I started cooking with cast iron but now it's an alloy surfaced with a non-stick once called Teflon and since displaced by other "space age" coatings. The old cast iron furnace is gone and my internal combustion car has an aluminum block. We have moved on and are better for it.
I had a family heirloom cast-iron pan but my dog chewed it up. Then he went out to the street and ate a manhole cover.
Detective novel
"He looked legit. Like he got hit in the face with a big frying pan called bad luck. You know?"
"The prohibition against soap is a leftover from the days when soap contained lye, which would destroy the seasoning. Soap doesn't contain lye anymore, so it's safe to use."
Ahh!
I had a cast iron frying pan I liked. My brother, trying a new idea, heated axle grease to liquid and put his motorcycle chain in the liquid to guarantee a well lubricated chain. I discovered his task, when I tried to heat some oil for cooking and found it smelled like axle grease. The pan was ruined, and ended up in the trash. No matter what I did, the petroleum odor remained.
Cast iron pans smell like metal and rust and old oil. No thanks."
......
Not advisable to eat out of engine block
When I was out of college and had to cook for myself, I loved my cast iron skillet. I could put in under the broiler, use it on the stove, bake it at 500 degrees. When I had to wash it, I could get a brillo pad and get it clean in seconds. I didn't have to baby it, or think about whether it was "Safe" to put in under broiler. Or use a washcloth.
All I needed was the Skillet and a Soup Pot, and I was good to go.
…and not by using an electric appliance that takes three freakin' hours to wash dishes--- often with poor results
You need to shell out with the euro trash- Miele, Bosch…two hours and always squeaky clean. Except for runny cooked egg yolk sometimes…
I do agree with the headline of the piece.
If you have the free time, proper cleaning can be rather enjoyable. Especially if connected to memories - polishing grandma's silver cutlery, or thoroughly cleaning grandpa's old deer rifle.
Dawn solves all problems.
"Carl Jung once said, 'Modern man can’t see god because he doesn’t look low enough."
Proverbs 6:6-8: Go to the ant, thou sluggard; consider her ways, and be wise: Which having no guide, overseer, or ruler, provideth her meat in the summer, and gathereth her food in the harvest.
Low enough?
I love my Bosch dishwasher. We don't rinse, we just scrape any remaining food scraps into the trash and load the dishes. (I will sometimes put a little water in a dish with something baked on and let it soak until loading time.) Then, as we're now empty nesters, I set it for half load and it runs overnight. In the morning, my dishes are shiny clean.

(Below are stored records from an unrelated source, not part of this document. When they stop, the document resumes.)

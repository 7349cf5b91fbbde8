//! Error types for the dosewise_core library.

use std::io;

/// Result type alias using our Error type
pub type Result<T> = std::result::Result<T, Error>;

/// Core error type for dosewise_core operations
#[derive(Debug, thiserror::Error)]
pub enum Error {
    /// A dose was rejected before any state change (bad amount, unknown substance)
    #[error("Validation error: {0}")]
    Validation(String),

    /// Registry lookup for a substance that was never registered
    #[error("Unknown substance: {0}")]
    UnknownSubstance(String),

    /// Durable store I/O failure
    #[error("Storage error: {0}")]
    Storage(#[from] io::Error),

    /// A dose record could not be encoded for the store
    #[error("Storage format error: {0}")]
    StorageFormat(#[from] serde_json::Error),

    /// Invalid registry, rule table or engine settings
    #[error("Configuration error: {0}")]
    Configuration(String),

    /// TOML parsing error
    #[error("TOML error: {0}")]
    Toml(#[from] toml::de::Error),

    /// CSV error
    #[error("CSV error: {0}")]
    Csv(#[from] csv::Error),
}

impl Error {
    /// True for errors raised by the durable store rather than by validation
    pub fn is_storage(&self) -> bool {
        matches!(self, Error::Storage(_) | Error::StorageFormat(_))
    }
}
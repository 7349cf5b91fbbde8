#![forbid(unsafe_code)]

//! Core engine for the Dosewise substance tracker.
//!
//! This crate provides:
//! - Domain types (substances, dose events, snapshots, insights)
//! - Decay model registry and level aggregation
//! - Data-driven synergy insight rules
//! - Durable dose log (JSONL) and CSV export
//! - The recomputation scheduler and query facade ([`Tracker`])

pub mod types;
pub mod error;
pub mod clock;
pub mod registry;
pub mod config;
pub mod logging;
pub mod store;
pub mod aggregator;
pub mod insight;
pub mod scheduler;
pub mod facade;
pub mod export;

// Re-export commonly used types
pub use error::{Error, Result};
pub use types::*;
pub use clock::{Clock, ManualClock, SystemClock};
pub use registry::Registry;
pub use config::{Config, EngineSettings};
pub use store::{DoseLog, DoseStore, JsonlDoseStore, MemoryDoseStore};
pub use aggregator::LevelAggregator;
pub use insight::{builtin_rules, InsightEngine, Requirement, SynergyRule};
pub use scheduler::{Subscription, Tracker};
pub use facade::{format_amount, format_duration, DisplayDose};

I did spend a frustrating amount of searching for which of the three, not two, racks constitutes the "half" that was meant, only to discover that it doesn't mean you have to load everything on one rack; it means the total volume of dishes in the dishwasher is half or less than the dishwasher's capacity. And because when I do hand wash dishes, I do so with the water running (not full blast and not ALL the time I'm washing, but still), I'm going with my dishwasher's 2 1/2 gallon water use (not on half load) and the fact that I have to do nothing but load and unload the dishes, as the more efficient choice.

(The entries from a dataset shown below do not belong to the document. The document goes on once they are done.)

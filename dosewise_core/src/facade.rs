//! Query surface for the presentation layer.
//!
//! Reads return the last published [`LevelReport`] without recomputing.
//! The only write, [`Tracker::log_dose`], goes through the engine's
//! serialized path and publishes a fresh report before returning.

use crate::scheduler::Tracker;
use crate::types::*;
use crate::Result;
use chrono::{DateTime, Duration, Utc};
use serde::Serialize;
use std::sync::Arc;

/// A dose prepared for display
#[derive(Clone, Debug, Serialize, PartialEq)]
pub struct DisplayDose {
    pub id: uuid::Uuid,
    pub substance: SubstanceId,
    pub substance_name: String,
    /// Local wall-clock time, `HH:MM`
    pub time: String,
    /// Rounded amount with unit, e.g. `95 mg`
    pub amount: String,
    pub timestamp: DateTime<Utc>,
}

/// Round an amount for display
///
/// This is the only place amounts are rounded; everything upstream keeps
/// full precision.
pub fn format_amount(value: f64, unit: DoseUnit) -> String {
    let rounded = if value.abs() >= 10.0 {
        format!("{:.0}", value)
    } else {
        format!("{:.1}", value)
    };
    format!("{} {}", rounded, unit.symbol())
}

/// Render a duration as `Xh Ym`
pub fn format_duration(duration: Duration) -> String {
    let minutes = duration.num_minutes().max(0);
    match (minutes / 60, minutes % 60) {
        (0, m) => format!("{}m", m),
        (h, 0) => format!("{}h", h),
        (h, m) => format!("{}h {}m", h, m),
    }
}

impl Tracker {
    /// The last atomically published report; never triggers recomputation
    pub fn current_snapshots(&self) -> Arc<LevelReport> {
        self.shared.published()
    }

    /// Doses logged since the start of the local day, oldest first
    pub fn todays_log(&self) -> Result<Vec<DisplayDose>> {
        let clock = &self.shared.clock;
        let now = clock.now();
        let cutoff = clock.start_of_local_day(now);
        let offset = clock.local_offset(now);

        let core = self.shared.core.lock();
        let registry = core.log.registry();

        // Doses of substances dropped from the library are left out
        let entries = core
            .log
            .events_since(cutoff)
            .filter_map(|event| {
                let substance = registry.get(&event.substance)?;
                Some(DisplayDose {
                    id: event.id,
                    substance: event.substance.clone(),
                    substance_name: substance.name.clone(),
                    time: event.timestamp.with_timezone(&offset).format("%H:%M").to_string(),
                    amount: format_amount(event.amount, substance.unit),
                    timestamp: event.timestamp,
                })
            })
            .collect();

        Ok(entries)
    }

    /// Validate and durably log a dose, then publish fresh levels
    ///
    /// `at` defaults to the clock's current time. Validation and storage
    /// failures are returned as-is; nothing is retried.
    pub fn log_dose(
        &self,
        substance: &SubstanceId,
        amount: f64,
        at: Option<DateTime<Utc>>,
    ) -> Result<DoseEvent> {
        self.log_dose_with_source(substance, amount, at, DoseSource::Manual)
    }

    pub fn log_dose_with_source(
        &self,
        substance: &SubstanceId,
        amount: f64,
        at: Option<DateTime<Utc>>,
        source: DoseSource,
    ) -> Result<DoseEvent> {
        let timestamp = at.unwrap_or_else(|| self.shared.clock.now());
        let event = DoseEvent::new(substance.clone(), amount, timestamp).with_source(source);

        let mut core = self.shared.core.lock();
        core.log.append(event.clone())?;
        tracing::info!(
            "Logged {} {} at {}",
            event.amount,
            event.substance,
            event.timestamp
        );
        self.shared.publish_locked(&mut core);

        Ok(event)
    }

    /// Append a batch of previously recorded doses and publish once
    ///
    /// Invalid entries, including doses already in the log, are skipped
    /// and logged. Returns how many were appended. A storage failure aborts the batch; earlier entries stay
    /// committed.
    pub fn import(&self, events: Vec<DoseEvent>) -> Result<usize> {
        let mut core = self.shared.core.lock();
        let mut imported = 0;
        let mut outcome = Ok(());

        for event in events {
            let event = DoseEvent {
                source: event.source.or(Some(DoseSource::Import)),
                ..event
            };
            match core.log.append(event) {
                Ok(()) => imported += 1,
                Err(e) if e.is_storage() => {
                    outcome = Err(e);
                    break;
                }
                Err(e) => tracing::warn!("Skipping imported dose: {}", e),
            }
        }

        if imported > 0 {
            self.shared.publish_locked(&mut core);
        }
        tracing::info!("Imported {} doses", imported);
        outcome.map(|_| imported)
    }

    /// Every logged dose, oldest first
    pub fn all_events(&self) -> Vec<DoseEvent> {
        self.shared.core.lock().log.all_events().cloned().collect()
    }

    /// How long until `substance` drops to `threshold` from now, with no
    /// further doses
    pub fn time_until_below(
        &self,
        substance: &SubstanceId,
        threshold: f64,
    ) -> Result<Option<Duration>> {
        let now = self.shared.clock.now();
        let core = self.shared.core.lock();
        core.aggregator
            .time_until_below(&core.log, substance, now, threshold)
    }

    /// Sampled level curve for `substance` from now over `horizon`
    pub fn projection(
        &self,
        substance: &SubstanceId,
        horizon: Duration,
        step: Duration,
    ) -> Result<Vec<(DateTime<Utc>, f64)>> {
        let now = self.shared.clock.now();
        let core = self.shared.core.lock();
        core.aggregator
            .project(&core.log, substance, now, horizon, step)
    }
}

All that said - when our oldest was a toddler, our dishwasher died and we couldn't afford another yet, so we hand-washed dishes together for about a year. It was nice. I'm glad I didn't have to do it by the time we had three kids, though.

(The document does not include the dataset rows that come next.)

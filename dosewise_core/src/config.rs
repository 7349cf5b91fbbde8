//! Configuration file support for Dosewise.
//!
//! Configuration is loaded from `$XDG_CONFIG_HOME/dosewise/config.toml`.
//! Everything is supplied once at engine construction and never changes
//! afterwards.

use crate::aggregator::MAX_LOOKBACK_DAYS;
use crate::insight::{builtin_rules, SynergyRule};
use crate::registry::{Registry, MAX_KINETIC_DAYS};
use crate::types::{DoseUnit, Substance, SubstanceId};
use crate::{Error, Result};
use serde::{Deserialize, Serialize};
use std::path::{Path, PathBuf};

/// Application configuration
#[derive(Clone, Debug, Serialize, Deserialize)]
pub struct Config {
    #[serde(default)]
    pub data: DataConfig,

    #[serde(default)]
    pub engine: EngineConfig,

    /// Substance library; the built-in one when omitted
    #[serde(default = "default_substances")]
    pub substances: Vec<SubstanceConfig>,

    /// Synergy rule table; the built-in one when omitted
    #[serde(default = "builtin_rules")]
    pub rules: Vec<SynergyRule>,
}

impl Default for Config {
    fn default() -> Self {
        Self {
            data: DataConfig::default(),
            engine: EngineConfig::default(),
            substances: default_substances(),
            rules: builtin_rules(),
        }
    }
}

/// Data storage configuration
#[derive(Clone, Debug, Serialize, Deserialize)]
pub struct DataConfig {
    #[serde(default = "default_data_dir")]
    pub data_dir: PathBuf,
}

impl Default for DataConfig {
    fn default() -> Self {
        Self {
            data_dir: default_data_dir(),
        }
    }
}

/// Recomputation parameters
#[derive(Clone, Debug, Serialize, Deserialize)]
pub struct EngineConfig {
    #[serde(default = "default_lookback_hours")]
    pub lookback_hours: f64,

    #[serde(default = "default_tick_interval_secs")]
    pub tick_interval_secs: u64,
}

impl Default for EngineConfig {
    fn default() -> Self {
        Self {
            lookback_hours: default_lookback_hours(),
            tick_interval_secs: default_tick_interval_secs(),
        }
    }
}

/// A substance as written in the config file
#[derive(Clone, Debug, Serialize, Deserialize)]
pub struct SubstanceConfig {
    pub id: SubstanceId,
    pub name: String,
    pub half_life_minutes: f64,
    #[serde(default)]
    pub time_to_peak_minutes: f64,
    pub unit: DoseUnit,
    pub reference_dose: f64,
    #[serde(default, skip_serializing_if = "Option::is_none")]
    pub synergy_threshold: Option<f64>,
}

impl From<&Substance> for SubstanceConfig {
    fn from(s: &Substance) -> Self {
        SubstanceConfig {
            id: s.id.clone(),
            name: s.name.clone(),
            half_life_minutes: s.half_life.num_milliseconds() as f64 / 60_000.0,
            time_to_peak_minutes: s.time_to_peak.num_milliseconds() as f64 / 60_000.0,
            unit: s.unit,
            reference_dose: s.reference_dose,
            synergy_threshold: s.synergy_threshold,
        }
    }
}

impl From<&SubstanceConfig> for Substance {
    fn from(c: &SubstanceConfig) -> Self {
        Substance {
            id: c.id.clone(),
            name: c.name.clone(),
            half_life: minutes(c.half_life_minutes),
            time_to_peak: minutes(c.time_to_peak_minutes),
            unit: c.unit,
            reference_dose: c.reference_dose,
            synergy_threshold: c.synergy_threshold,
        }
    }
}

/// Validated engine timing parameters
#[derive(Clone, Copy, Debug, PartialEq)]
pub struct EngineSettings {
    /// Doses older than this are left out of aggregation
    pub lookback: chrono::Duration,
    /// Period of the observer-driven recomputation tick
    pub tick_interval: std::time::Duration,
}

impl Default for EngineSettings {
    fn default() -> Self {
        Self {
            lookback: chrono::Duration::hours(24),
            tick_interval: std::time::Duration::from_secs(60),
        }
    }
}

// Default value functions
fn default_data_dir() -> PathBuf {
    let base = dirs::data_local_dir().unwrap_or_else(|| {
        std::env::var_os("HOME")
            .map(|home| PathBuf::from(home).join(".local/share"))
            .unwrap_or_else(|| PathBuf::from("."))
    });
    base.join("dosewise")
}

fn default_lookback_hours() -> f64 {
    24.0
}

fn default_tick_interval_secs() -> u64 {
    60
}

fn default_substances() -> Vec<SubstanceConfig> {
    Registry::builtin().iter().map(SubstanceConfig::from).collect()
}

/// Out-of-range values are clamped just past what the registry accepts, so
/// validation reports them instead of the conversion overflowing
fn minutes(value: f64) -> chrono::Duration {
    if value.is_nan() {
        return chrono::Duration::zero();
    }
    let limit = ((MAX_KINETIC_DAYS + 1) * 24 * 60) as f64;
    let clamped = value.clamp(-limit, limit);
    chrono::Duration::milliseconds((clamped * 60_000.0).round() as i64)
}

impl Config {
    /// Load configuration from the standard config path
    pub fn load() -> Result<Self> {
        let config_path = Self::default_config_path();
        if config_path.exists() {
            Self::load_from(&config_path)
        } else {
            tracing::info!(
                "No config file found at {:?}, using defaults",
                config_path
            );
            Ok(Self::default())
        }
    }

    /// Load configuration from a specific path
    pub fn load_from(path: &Path) -> Result<Self> {
        let contents = std::fs::read_to_string(path)?;
        let config: Config = toml::from_str(&contents)?;
        tracing::info!("Loaded config from {:?}", path);
        Ok(config)
    }

    /// Get the default config file path
    pub fn default_config_path() -> PathBuf {
        let base = dirs::config_dir().unwrap_or_else(|| {
            std::env::var_os("HOME")
                .map(|home| PathBuf::from(home).join(".config"))
                .unwrap_or_else(|| PathBuf::from("."))
        });
        base.join("dosewise").join("config.toml")
    }

    /// Save the current configuration to a specific path
    pub fn save_to(&self, path: &Path) -> Result<()> {
        if let Some(parent) = path.parent() {
            std::fs::create_dir_all(parent)?;
        }

        let contents = toml::to_string_pretty(self)
            .map_err(|e| Error::Configuration(format!("Failed to serialize config: {}", e)))?;
        std::fs::write(path, contents)?;
        tracing::info!("Saved config to {:?}", path);
        Ok(())
    }

    /// Location of the durable dose log
    pub fn dose_log_path(&self) -> PathBuf {
        self.data.data_dir.join("doses.jsonl")
    }

    /// Build the (validated) substance registry
    pub fn build_registry(&self) -> Result<Registry> {
        Registry::new(self.substances.iter().map(Substance::from).collect())
    }

    pub fn build_rules(&self) -> Vec<SynergyRule> {
        self.rules.clone()
    }

    /// Validated timing parameters
    pub fn engine_settings(&self) -> Result<EngineSettings> {
        let hours = self.engine.lookback_hours;
        if !(hours.is_finite() && hours > 0.0) {
            return Err(Error::Configuration(format!(
                "lookback_hours must be positive, got {}",
                hours
            )));
        }
        let max_hours = (MAX_LOOKBACK_DAYS * 24) as f64;
        if hours > max_hours {
            return Err(Error::Configuration(format!(
                "lookback_hours must not exceed {}, got {}",
                max_hours, hours
            )));
        }
        if self.engine.tick_interval_secs == 0 {
            return Err(Error::Configuration(
                "tick_interval_secs must be positive".into(),
            ));
        }

        Ok(EngineSettings {
            lookback: chrono::Duration::milliseconds((hours * 3_600_000.0).round() as i64),
            tick_interval: std::time::Duration::from_secs(self.engine.tick_interval_secs),
        })
    }
}

#[cfg(test)]
mod tests {
    use super::*;
    use crate::registry::CAFFEINE;

    #[test]
    fn test_default_config() {
        let config = Config::default();
        assert_eq!(config.substances.len(), 3);
        assert_eq!(config.rules.len(), 1);
        assert_eq!(config.engine_settings().unwrap(), EngineSettings::default());
    }

    #[test]
    fn test_config_roundtrip() {
        let config = Config::default();
        let toml_str = toml::to_string(&config).unwrap();
        let parsed: Config = toml::from_str(&toml_str).unwrap();

        assert_eq!(parsed.engine.lookback_hours, config.engine.lookback_hours);
        assert_eq!(parsed.rules, config.rules);
        let registry = parsed.build_registry().unwrap();
        assert_eq!(
            registry.half_life(&CAFFEINE.into()).unwrap(),
            chrono::Duration::hours(5)
        );
    }

    #[test]
    fn test_partial_config() {
        let toml_str = r#"
[engine]
tick_interval_secs = 5
"#;
        let config: Config = toml::from_str(toml_str).unwrap();
        let settings = config.engine_settings().unwrap();
        assert_eq!(settings.tick_interval, std::time::Duration::from_secs(5));
        assert_eq!(settings.lookback, chrono::Duration::hours(24)); // default
        assert_eq!(config.substances.len(), 3); // default library
    }

    #[test]
    fn test_custom_substance_library() {
        let toml_str = r#"
[[substances]]
id = "creatine"
name = "Creatine"
half_life_minutes = 180
unit = "g"
reference_dose = 5
synergy_threshold = 1

[[rules]]
kind = "creatine_loaded"
tone = "beneficial"
message = "Creatine is active."
requires = [{ substance = "creatine" }]
"#;
        let config: Config = toml::from_str(toml_str).unwrap();
        let registry = config.build_registry().unwrap();
        assert_eq!(registry.len(), 1);
        assert_eq!(
            registry.half_life(&"creatine".into()).unwrap(),
            chrono::Duration::hours(3)
        );
        assert_eq!(config.rules[0].kind, "creatine_loaded");
    }

    #[test]
    fn test_invalid_settings_rejected() {
        let mut config = Config::default();
        config.engine.lookback_hours = 0.0;
        assert!(matches!(
            config.engine_settings(),
            Err(Error::Configuration(_))
        ));

        let mut config = Config::default();
        config.engine.tick_interval_secs = 0;
        assert!(config.engine_settings().is_err());
    }

    #[test]
    fn test_huge_lookback_is_configuration_error() {
        let mut config = Config::default();
        config.engine.lookback_hours = 1e12;
        assert!(matches!(
            config.engine_settings(),
            Err(Error::Configuration(_))
        ));

        let clock = std::sync::Arc::new(crate::clock::ManualClock::new(chrono::Utc::now()));
        let result = crate::Tracker::new(
            crate::store::MemoryDoseStore::new(),
            std::sync::Arc::new(Registry::builtin()),
            builtin_rules(),
            EngineSettings {
                lookback: chrono::Duration::days(1_000_000),
                ..EngineSettings::default()
            },
            clock,
        );
        assert!(matches!(result, Err(Error::Configuration(_))));
    }

    #[test]
    fn test_huge_half_life_is_configuration_error() {
        let mut config = Config::default();
        config.substances[0].half_life_minutes = 1e300;
        assert!(matches!(
            config.build_registry(),
            Err(Error::Configuration(ref msg)) if msg.contains("exceeds")
        ));

        let mut config = Config::default();
        config.substances[0].time_to_peak_minutes = f64::INFINITY;
        assert!(config.build_registry().is_err());
    }

    #[test]
    fn test_negative_half_life_rejected() {
        let mut config = Config::default();
        config.substances[0].half_life_minutes = -5.0;
        assert!(config.build_registry().is_err());
    }
}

And, we have friends who literally wash their dishes, dish soap and everything, before then putting them into the dishwasher for more washing. We don't understand that.
I don't understand the angst of doing dishes. It's easy.
I do the dishes for a household of six.
Of course, I worked in a restaurant kitchen for many years. Perhaps it's a matter of perspective. Or skill- I'm really fast.
I thought I was pretty kitchen savvy with my cast iron skillet, until I went on an elk hunt with my brother in law, and saw a woman bake a gourmet meal in two cast iron Dutch Ovens on a pinewood fire. There is always something new to learn.